Otro motivo puede ser el de especular
con los altibajos del mercado.
Si
usted en cambio está interesado
en vender esa opción y la suscribe
con su corredor de bolsa (lo que
se conoce como write a Call option)
éste le acreditará a su cuenta el
recargo que el comprador de la opción
paga por cada acción, menos la comisión
del broker. Si para la fecha de
vencimiento del contrato ABC no
llega a valer $60, usted se gana
la cantidad abonada como recargo
por el comprador, pero si por el
contrario su valor supera los $60,
usted tendrá que vender las 100
acciones a ese precio y por tanto
perderá dinero.
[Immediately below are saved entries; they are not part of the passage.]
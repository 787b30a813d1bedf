//! Rotating on-disk overflow store
//!
//! Layout of a persistence directory:
//!
//! ```text
//! <dir>/segment-00000000000000000001.log   oldest
//! <dir>/segment-00000000000000000002.log
//! <dir>/segment-00000000000000000003.log   active (appended to)
//! <dir>/cursor                             "<segment> <offset> <consumed>"
//! ```
//!
//! Segment record format (little endian):
//!
//! ```text
//! | key_len (4) | payload_len (4) | routing_key (N) | payload (M) | crc32 (4) |
//! ```
//!
//! The checksum covers the header, routing key and payload. A record that fails
//! the checksum or is cut short marks the end of the valid part of a segment.

mod record;
mod segment;
mod store;

pub use segment::SegmentId;
pub use store::{OverflowStore, SegmentDrain};
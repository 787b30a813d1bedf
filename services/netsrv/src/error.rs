use thiserror::Error;

/// Result type for netsrv
pub type Result<T> = std::result::Result<T, NetsrvError>;

/// Errors that can occur in netsrv
#[derive(Error, Debug)]
pub enum NetsrvError {
    #[error("Configuration error: {0}")]
    ConfigError(String),

    #[error("Unknown serializer: {0}")]
    UnknownSerializer(String),

    #[error("Unknown driver: {0}")]
    UnknownDriver(String),

    #[error("Format error: {0}")]
    FormatError(String),

    #[error("Invalid input: {0}")]
    InputError(String),

    #[error(transparent)]
    Buffer(#[from] voltage_buffer::BufferError),
}

impl From<voltage_buffer::ConfigError> for NetsrvError {
    fn from(err: voltage_buffer::ConfigError) -> Self {
        NetsrvError::Buffer(err.into())
    }
}

impl From<serde_json::Error> for NetsrvError {
    fn from(err: serde_json::Error) -> Self {
        NetsrvError::FormatError(err.to_string())
    }
}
En caso de que usted
no posea las acciones, el broker
tendrá que adquirirlas de inmediato
a ese precio en el mercado, y usted
tendrá que pagarle además por ello
otra comisión.
El
otro tipo de opción, el denominado
put, es conceptualmente lo mismo
pero a la inversa. O sea, si usted
compra un put a una persona, lo
que está haciendo con ello es adquirir
el derecho a venderle acciones a
un precio determinado en la fecha
de vencimiento fijada o antes de
ella. A diferencia de un call option,
el comprador de un put option espera
que el precio de la acción disminuya.
Algunos
inversionistas con acciones en su
portafolio compran un put con la
intención de protegerse en caso
de que determinada acción se desprecie.
La
complejidad de este tipo de transacciones,
que han sido descriptas de una manera
muy elemental y somera en este trabajo,
las hace extraordinariamente riesgosas
y las sitúa fuera del campo de acción
del inversionista no avezado. Ello
sin contar las implicaciones tributarias
que lleva el comprar y vender opciones.